Beginning with the line that holds "if let EntityChange::Removed(entity)" in the data below, give again every line through the one that holds "if let EntityChange::Added(entity)", exactly as written.

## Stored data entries
-*-*-

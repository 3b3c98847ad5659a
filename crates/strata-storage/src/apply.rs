//! Replaying one builder's changes onto another.

use std::collections::HashMap;
use std::sync::Arc;

use crate::builder::MutableEntityStorage;
use crate::changelog::EntityChange;
use crate::edit::{check_symbolic_free, entity_type, validate_fields, Edit};
use crate::entity::{Entity, EntityData};
use crate::error::{Result, StorageError};
use crate::id::EntityId;
use crate::storage::StorageData;

impl MutableEntityStorage {
    /// Replays the net changes of `other` onto this builder.
    ///
    /// Entities removed or modified by `other` are removed or overwritten
    /// here when they still exist; entities added by `other` are added under
    /// fresh ids. External mapping writes are replayed the same way. The
    /// returned map translates ids of entities added by `other` to their ids
    /// in this builder.
    ///
    /// Both builders must descend from the same storage lineage. The call is
    /// all-or-nothing: if any replayed entity fails validation against this
    /// builder's state, nothing is applied.
    pub fn apply_changes_from(
        &mut self,
        other: &MutableEntityStorage,
    ) -> Result<HashMap<EntityId, EntityId>> {
        self.ensure_open("apply_changes_from")?;
        if !Arc::ptr_eq(&self.state.schema, &other.state.schema)
            && self.state.schema != other.state.schema
        {
            return Err(StorageError::SchemaMismatch);
        }
        if self.state.lineage != other.state.lineage {
            return Err(StorageError::LineageMismatch);
        }

        let mut state = self.state.clone();
        let mut log = self.changelog.clone();
        let mut edit = Edit::new(&mut state, &mut log);
        let changes: Vec<&EntityChange> = other.changelog.iter().collect();

        for change in &changes {
            if let EntityChange::Removed(entity) = change {
                if edit.get(entity.id()).is_some() {
                    edit.remove_cascading(entity.id())?;
                }
            }
        }

        let mut remap = HashMap::new();
        for change in &changes {
            if let EntityChange::Added(entity) = change {
                remap.insert(entity.id(), edit.allocate_id()?);
            }
        }
        let translate = |id: EntityId| remap.get(&id).copied().unwrap_or(id);

        let mut touched = Vec::new();
        for change in &changes {
            match change {
                EntityChange::Added(entity) => {
                    let id = translate(entity.id());
                    if let Some(symbolic_id) = entity.symbolic_id() {
                        check_symbolic_free(edit.data, symbolic_id, None)?;
                    }
                    edit.insert_unchecked(Entity::new(EntityData {
                        id,
                        type_id: entity.type_id(),
                        source: entity.source().clone(),
                        fields: entity.fields().map_refs(translate),
                        symbolic_id: entity.symbolic_id().cloned(),
                        revision: 0,
                    }));
                    touched.push(id);
                }
                EntityChange::Replaced { new, .. } => {
                    let id = new.id();
                    if edit.get(id).is_none() {
                        tracing::debug!(
                            target: "strata.storage",
                            id = %id,
                            "skipping modification of an entity removed in the target builder"
                        );
                        continue;
                    }
                    if let Some(symbolic_id) = new.symbolic_id() {
                        check_symbolic_free(edit.data, symbolic_id, Some(id))?;
                    }
                    edit.replace_unchecked(
                        id,
                        new.fields().map_refs(translate),
                        new.source().clone(),
                    );
                    touched.push(id);
                }
                EntityChange::Removed(_) => {}
            }
        }

        for id in touched {
            validate_entity(edit.data, id)?;
        }

        for (name, changed) in other.state.mappings.iter() {
            let base = other.base().data().mappings.get_erased(name);
            if other.base().data().mappings.shares_table(&other.state.mappings, name) {
                continue;
            }
            let StorageData {
                entities, mappings, ..
            } = &mut *edit.data;
            let live = |id: EntityId| Some(translate(id)).filter(|id| entities.contains(*id));
            if let Some(target) = mappings.get_or_insert_like(name, changed) {
                if !target.merge_diff(base, changed, &live) {
                    return Err(StorageError::MappingTypeMismatch {
                        name: name.to_owned(),
                    });
                }
            }
        }
        for (name, base) in other.base().data().mappings.iter() {
            if other.state.mappings.get_erased(name).is_some() {
                continue;
            }
            let emptied = base.empty_like();
            let StorageData {
                entities, mappings, ..
            } = &mut *edit.data;
            let live = |id: EntityId| Some(id).filter(|id| entities.contains(*id));
            if let Some(target) = mappings.get_or_insert_like(name, base) {
                target.merge_diff(Some(base), emptied.as_ref(), &live);
            }
        }

        drop(edit);
        let added = remap.len();
        self.state = state;
        self.changelog = log;
        self.modification_count += other.modification_count;
        self.mapping_writes += other.mapping_writes;
        tracing::debug!(
            target: "strata.storage",
            changes = changes.len(),
            added,
            "applied changes from another builder"
        );
        Ok(remap)
    }
}

fn validate_entity(data: &StorageData, id: EntityId) -> Result<()> {
    let Some(entity) = data.entities.get(id) else {
        return Ok(());
    };
    let ty = entity_type(&data.schema, entity.type_id())?;
    validate_fields(data, ty, entity.fields())?;
    Ok(())
}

-*-*-

## Response box
            if let EntityChange::Removed(entity) = change {
                if edit.get(entity.id()).is_some() {
                    edit.remove_cascading(entity.id())?;
                }
            }
        }

        let mut remap = HashMap::new();
        for change in &changes {
            if let EntityChange::Added(entity) = change {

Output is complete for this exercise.